Your objective:
Using the material below, return exactly the lines between the one holding "filename src/store.rs" and the one holding "STORE ============================= */", inclusive, and no others.

Material to process:

◇ ◇ ◇ ◇ ◇ ◇ ◇

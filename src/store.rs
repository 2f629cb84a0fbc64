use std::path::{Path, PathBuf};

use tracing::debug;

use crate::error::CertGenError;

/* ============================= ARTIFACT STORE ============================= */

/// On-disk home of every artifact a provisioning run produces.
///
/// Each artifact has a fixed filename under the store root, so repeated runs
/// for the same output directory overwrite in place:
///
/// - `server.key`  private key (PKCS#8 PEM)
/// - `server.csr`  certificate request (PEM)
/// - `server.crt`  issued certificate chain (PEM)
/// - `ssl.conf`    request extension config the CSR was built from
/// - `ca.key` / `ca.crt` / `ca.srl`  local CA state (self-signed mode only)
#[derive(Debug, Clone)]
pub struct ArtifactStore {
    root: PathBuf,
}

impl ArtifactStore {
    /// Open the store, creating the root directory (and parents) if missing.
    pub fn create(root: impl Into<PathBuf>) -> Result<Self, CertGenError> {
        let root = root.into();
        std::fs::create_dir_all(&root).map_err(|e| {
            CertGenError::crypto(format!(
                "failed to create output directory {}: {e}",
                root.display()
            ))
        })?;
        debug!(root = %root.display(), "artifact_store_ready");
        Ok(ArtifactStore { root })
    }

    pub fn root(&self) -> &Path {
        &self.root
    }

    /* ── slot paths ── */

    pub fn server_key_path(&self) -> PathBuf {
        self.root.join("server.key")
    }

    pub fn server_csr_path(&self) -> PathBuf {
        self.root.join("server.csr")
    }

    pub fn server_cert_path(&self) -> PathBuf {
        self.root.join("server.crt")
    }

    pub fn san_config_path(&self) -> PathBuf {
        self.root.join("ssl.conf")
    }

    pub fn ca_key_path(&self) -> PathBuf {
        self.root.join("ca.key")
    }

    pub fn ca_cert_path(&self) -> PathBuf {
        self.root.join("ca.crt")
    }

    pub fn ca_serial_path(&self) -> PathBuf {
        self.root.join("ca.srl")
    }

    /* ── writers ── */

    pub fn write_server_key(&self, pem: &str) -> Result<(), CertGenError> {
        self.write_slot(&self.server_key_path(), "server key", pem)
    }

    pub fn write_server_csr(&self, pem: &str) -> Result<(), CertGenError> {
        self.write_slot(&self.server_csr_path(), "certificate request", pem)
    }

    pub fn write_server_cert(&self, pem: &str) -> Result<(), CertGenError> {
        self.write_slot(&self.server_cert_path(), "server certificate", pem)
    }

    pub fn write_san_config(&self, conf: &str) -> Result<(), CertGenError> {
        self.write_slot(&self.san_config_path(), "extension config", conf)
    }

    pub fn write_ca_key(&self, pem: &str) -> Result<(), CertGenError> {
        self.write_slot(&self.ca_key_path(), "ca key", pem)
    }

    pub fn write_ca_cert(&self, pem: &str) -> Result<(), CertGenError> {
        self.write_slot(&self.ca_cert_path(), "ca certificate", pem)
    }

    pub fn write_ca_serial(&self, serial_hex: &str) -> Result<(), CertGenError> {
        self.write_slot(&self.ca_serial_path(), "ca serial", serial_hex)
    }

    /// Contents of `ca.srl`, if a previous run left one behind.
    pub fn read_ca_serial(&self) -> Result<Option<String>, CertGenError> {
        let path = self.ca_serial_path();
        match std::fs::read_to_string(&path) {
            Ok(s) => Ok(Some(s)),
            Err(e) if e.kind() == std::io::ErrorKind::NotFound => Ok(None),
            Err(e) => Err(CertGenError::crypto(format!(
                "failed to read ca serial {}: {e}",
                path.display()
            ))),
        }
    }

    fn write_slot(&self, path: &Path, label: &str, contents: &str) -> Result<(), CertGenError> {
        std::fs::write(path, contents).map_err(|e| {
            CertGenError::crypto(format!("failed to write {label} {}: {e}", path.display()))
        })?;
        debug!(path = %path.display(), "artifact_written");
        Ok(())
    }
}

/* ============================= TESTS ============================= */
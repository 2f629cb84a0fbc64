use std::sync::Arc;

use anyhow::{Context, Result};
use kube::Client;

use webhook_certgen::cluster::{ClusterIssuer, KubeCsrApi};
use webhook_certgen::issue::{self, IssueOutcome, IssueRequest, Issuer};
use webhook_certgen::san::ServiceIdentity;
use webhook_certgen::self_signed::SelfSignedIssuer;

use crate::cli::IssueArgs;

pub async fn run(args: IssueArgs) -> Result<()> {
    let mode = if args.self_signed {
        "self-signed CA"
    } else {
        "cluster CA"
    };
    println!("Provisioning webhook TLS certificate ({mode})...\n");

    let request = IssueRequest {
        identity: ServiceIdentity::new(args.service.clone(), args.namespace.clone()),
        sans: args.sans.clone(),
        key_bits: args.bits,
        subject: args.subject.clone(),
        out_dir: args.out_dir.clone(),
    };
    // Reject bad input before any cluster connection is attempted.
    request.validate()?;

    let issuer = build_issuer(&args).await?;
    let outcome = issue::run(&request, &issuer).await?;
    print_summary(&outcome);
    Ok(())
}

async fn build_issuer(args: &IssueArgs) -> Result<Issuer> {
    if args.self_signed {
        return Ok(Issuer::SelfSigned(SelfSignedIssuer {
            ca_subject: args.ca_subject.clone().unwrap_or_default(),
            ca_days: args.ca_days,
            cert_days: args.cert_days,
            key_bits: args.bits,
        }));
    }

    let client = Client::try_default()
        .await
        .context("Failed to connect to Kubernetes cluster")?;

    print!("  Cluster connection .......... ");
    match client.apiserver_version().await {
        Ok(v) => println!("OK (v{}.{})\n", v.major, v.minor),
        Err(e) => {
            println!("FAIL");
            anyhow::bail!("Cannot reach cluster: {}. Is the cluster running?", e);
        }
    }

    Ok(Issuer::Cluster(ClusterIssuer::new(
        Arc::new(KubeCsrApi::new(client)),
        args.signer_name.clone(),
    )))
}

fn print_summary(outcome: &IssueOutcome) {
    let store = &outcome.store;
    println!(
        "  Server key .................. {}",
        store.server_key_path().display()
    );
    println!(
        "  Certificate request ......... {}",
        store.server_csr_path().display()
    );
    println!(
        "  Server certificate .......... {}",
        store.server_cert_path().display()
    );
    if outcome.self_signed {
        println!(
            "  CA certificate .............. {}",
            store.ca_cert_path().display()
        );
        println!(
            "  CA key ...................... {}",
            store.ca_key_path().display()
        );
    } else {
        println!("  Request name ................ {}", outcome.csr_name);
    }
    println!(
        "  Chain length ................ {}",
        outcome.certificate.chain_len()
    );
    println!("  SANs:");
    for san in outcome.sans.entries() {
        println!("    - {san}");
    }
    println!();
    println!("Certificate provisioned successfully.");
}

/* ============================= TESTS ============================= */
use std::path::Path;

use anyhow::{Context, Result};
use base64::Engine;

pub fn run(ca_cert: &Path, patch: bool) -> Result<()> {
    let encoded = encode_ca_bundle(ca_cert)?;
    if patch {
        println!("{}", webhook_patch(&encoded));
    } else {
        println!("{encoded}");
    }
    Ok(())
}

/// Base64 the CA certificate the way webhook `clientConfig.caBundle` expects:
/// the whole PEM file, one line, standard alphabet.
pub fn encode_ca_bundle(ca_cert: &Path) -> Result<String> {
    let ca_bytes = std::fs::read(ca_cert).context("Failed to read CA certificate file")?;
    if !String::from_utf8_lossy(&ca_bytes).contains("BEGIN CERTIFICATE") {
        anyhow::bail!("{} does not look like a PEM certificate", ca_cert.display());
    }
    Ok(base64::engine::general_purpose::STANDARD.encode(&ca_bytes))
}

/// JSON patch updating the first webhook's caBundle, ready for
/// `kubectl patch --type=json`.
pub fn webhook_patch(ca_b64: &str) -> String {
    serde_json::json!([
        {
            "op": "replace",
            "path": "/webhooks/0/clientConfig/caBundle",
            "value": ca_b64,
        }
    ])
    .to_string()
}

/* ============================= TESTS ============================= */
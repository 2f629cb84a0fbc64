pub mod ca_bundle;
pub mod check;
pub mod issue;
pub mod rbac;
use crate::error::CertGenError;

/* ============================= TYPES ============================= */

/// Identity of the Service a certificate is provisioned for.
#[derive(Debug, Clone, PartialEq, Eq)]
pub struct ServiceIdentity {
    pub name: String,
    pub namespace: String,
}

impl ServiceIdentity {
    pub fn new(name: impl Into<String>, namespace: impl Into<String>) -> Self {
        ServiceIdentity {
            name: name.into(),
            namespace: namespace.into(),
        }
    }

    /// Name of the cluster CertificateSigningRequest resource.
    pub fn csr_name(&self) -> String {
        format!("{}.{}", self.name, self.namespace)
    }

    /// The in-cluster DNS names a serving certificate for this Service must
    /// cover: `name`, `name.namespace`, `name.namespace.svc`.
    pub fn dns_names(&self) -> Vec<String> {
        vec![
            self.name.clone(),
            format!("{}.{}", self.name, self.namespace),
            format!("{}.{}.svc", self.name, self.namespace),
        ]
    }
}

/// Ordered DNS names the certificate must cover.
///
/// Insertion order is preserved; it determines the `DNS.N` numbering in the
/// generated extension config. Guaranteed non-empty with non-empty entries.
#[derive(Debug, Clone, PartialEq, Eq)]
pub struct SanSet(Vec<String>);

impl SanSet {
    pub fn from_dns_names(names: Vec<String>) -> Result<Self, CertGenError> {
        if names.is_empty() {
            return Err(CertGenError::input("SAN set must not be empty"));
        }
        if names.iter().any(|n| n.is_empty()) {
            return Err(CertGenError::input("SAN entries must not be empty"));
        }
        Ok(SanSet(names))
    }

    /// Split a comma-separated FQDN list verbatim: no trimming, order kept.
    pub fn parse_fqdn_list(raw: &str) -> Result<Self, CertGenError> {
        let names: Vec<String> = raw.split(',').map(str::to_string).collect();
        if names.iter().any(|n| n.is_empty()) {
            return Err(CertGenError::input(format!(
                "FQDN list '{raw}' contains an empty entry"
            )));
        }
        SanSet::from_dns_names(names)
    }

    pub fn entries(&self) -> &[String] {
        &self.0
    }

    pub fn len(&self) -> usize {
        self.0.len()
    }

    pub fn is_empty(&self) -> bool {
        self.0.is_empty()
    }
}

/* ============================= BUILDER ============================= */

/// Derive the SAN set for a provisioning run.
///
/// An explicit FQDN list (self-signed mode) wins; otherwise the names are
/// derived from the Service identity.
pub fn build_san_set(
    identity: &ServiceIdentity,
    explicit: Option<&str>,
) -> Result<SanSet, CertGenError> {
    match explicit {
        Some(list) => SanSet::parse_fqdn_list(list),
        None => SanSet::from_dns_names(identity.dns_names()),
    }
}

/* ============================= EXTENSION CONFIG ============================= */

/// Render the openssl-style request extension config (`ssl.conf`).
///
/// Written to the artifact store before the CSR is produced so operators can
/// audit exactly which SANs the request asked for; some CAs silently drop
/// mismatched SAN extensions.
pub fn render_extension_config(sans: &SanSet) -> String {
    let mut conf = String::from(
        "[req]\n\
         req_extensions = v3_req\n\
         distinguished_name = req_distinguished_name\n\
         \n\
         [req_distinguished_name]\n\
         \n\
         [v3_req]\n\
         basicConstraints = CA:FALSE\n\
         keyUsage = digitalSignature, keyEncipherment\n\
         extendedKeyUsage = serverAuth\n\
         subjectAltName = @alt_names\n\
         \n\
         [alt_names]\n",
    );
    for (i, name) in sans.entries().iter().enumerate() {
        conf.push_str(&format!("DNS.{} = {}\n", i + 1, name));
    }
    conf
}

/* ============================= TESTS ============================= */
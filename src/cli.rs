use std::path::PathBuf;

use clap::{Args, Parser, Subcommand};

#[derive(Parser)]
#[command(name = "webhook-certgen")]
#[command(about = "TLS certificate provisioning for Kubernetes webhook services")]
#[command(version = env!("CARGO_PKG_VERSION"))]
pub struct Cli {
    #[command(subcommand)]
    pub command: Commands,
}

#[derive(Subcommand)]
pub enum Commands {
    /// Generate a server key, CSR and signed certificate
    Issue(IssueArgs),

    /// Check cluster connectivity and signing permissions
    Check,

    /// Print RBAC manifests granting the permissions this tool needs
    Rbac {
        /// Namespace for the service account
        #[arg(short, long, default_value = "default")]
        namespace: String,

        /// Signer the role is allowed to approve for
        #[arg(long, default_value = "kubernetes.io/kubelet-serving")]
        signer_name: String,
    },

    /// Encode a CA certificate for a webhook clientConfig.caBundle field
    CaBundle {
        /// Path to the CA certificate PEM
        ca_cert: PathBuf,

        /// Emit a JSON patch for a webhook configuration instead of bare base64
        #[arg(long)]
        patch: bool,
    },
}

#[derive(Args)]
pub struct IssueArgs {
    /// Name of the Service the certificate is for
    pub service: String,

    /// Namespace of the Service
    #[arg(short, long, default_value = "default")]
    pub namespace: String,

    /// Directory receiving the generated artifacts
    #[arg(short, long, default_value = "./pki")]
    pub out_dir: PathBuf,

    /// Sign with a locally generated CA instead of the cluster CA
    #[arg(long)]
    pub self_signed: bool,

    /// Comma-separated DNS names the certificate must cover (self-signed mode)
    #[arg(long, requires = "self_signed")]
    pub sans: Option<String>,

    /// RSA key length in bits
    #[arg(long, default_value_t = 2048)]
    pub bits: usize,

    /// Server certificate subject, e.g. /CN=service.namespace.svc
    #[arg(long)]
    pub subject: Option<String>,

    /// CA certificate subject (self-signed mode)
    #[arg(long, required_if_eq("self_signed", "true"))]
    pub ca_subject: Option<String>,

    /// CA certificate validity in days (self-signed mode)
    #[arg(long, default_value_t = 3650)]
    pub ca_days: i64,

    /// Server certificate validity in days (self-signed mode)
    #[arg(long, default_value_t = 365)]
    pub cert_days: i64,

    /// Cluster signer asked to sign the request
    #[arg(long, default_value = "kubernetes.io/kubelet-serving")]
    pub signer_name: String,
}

◇ ◇ ◇ ◇ ◇ ◇ ◇

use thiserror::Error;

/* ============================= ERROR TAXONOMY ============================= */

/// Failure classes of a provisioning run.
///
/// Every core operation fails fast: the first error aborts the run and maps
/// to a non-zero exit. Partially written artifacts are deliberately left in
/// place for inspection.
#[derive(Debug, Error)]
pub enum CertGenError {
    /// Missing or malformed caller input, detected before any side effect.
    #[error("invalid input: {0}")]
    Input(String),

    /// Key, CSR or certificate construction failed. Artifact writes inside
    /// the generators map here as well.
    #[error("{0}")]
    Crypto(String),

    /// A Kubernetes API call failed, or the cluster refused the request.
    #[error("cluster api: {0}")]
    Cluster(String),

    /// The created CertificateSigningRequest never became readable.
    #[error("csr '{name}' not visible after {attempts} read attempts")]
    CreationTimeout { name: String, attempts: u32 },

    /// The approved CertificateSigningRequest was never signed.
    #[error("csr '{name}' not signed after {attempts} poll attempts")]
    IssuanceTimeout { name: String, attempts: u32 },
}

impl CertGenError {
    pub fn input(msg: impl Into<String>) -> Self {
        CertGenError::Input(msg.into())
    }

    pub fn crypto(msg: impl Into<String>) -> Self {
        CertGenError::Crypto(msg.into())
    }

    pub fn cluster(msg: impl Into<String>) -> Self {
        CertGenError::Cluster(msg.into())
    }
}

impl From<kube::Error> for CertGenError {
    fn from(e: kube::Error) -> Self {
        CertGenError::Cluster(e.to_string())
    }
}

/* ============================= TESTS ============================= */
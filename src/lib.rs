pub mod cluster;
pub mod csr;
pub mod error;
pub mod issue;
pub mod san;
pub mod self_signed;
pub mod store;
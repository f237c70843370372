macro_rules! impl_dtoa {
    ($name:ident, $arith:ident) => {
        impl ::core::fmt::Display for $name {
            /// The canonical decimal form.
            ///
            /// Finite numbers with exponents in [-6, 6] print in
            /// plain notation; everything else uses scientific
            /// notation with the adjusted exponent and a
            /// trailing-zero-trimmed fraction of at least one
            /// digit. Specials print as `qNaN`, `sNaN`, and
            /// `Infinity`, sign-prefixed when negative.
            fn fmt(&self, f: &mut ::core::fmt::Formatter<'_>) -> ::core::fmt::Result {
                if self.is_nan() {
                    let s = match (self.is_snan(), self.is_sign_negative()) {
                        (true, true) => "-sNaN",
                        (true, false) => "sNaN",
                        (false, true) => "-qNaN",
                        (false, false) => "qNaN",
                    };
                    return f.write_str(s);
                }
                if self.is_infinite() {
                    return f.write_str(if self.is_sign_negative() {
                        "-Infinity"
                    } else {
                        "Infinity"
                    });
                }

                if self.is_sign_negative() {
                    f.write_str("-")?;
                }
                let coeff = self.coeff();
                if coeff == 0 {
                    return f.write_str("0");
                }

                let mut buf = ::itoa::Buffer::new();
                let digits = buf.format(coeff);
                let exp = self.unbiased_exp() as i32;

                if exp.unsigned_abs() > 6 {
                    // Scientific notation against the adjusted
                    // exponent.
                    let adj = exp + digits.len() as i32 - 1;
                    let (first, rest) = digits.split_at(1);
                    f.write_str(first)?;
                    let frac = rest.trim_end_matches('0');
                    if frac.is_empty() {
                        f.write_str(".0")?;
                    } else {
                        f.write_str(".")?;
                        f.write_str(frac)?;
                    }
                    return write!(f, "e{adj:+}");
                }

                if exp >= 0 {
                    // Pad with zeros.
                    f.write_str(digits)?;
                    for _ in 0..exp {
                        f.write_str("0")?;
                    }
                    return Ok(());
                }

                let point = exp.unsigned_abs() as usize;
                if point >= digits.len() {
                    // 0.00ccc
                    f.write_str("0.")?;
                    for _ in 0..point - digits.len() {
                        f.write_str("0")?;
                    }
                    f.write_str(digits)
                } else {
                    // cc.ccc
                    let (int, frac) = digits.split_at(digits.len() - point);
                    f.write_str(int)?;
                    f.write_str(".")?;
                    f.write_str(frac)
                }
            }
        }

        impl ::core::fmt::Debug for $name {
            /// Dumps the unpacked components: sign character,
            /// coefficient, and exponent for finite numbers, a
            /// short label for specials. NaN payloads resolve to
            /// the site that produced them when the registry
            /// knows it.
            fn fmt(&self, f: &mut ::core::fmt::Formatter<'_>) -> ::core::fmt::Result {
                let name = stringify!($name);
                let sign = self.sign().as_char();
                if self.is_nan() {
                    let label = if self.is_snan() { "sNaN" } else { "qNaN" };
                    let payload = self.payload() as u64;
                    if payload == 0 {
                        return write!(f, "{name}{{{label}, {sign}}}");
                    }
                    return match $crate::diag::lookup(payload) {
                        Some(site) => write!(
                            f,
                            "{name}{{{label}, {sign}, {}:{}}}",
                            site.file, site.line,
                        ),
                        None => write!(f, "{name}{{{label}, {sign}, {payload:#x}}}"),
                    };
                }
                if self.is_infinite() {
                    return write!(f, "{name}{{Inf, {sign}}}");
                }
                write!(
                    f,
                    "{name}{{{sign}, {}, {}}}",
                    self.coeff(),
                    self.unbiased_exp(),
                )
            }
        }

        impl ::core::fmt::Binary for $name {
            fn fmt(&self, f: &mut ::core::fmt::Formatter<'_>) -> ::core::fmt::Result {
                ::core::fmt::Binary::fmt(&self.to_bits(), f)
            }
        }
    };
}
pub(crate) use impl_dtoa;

◇ ◇ ◇ ◇ ◇ ◇ ◇

Output for this task:
filename src/store.rs
repository 2f629cb84a0fbc64
use std::path::{Path, PathBuf};

use tracing::debug;

use crate::error::CertGenError;

/* ============================= ARTIFACT STORE ============================= */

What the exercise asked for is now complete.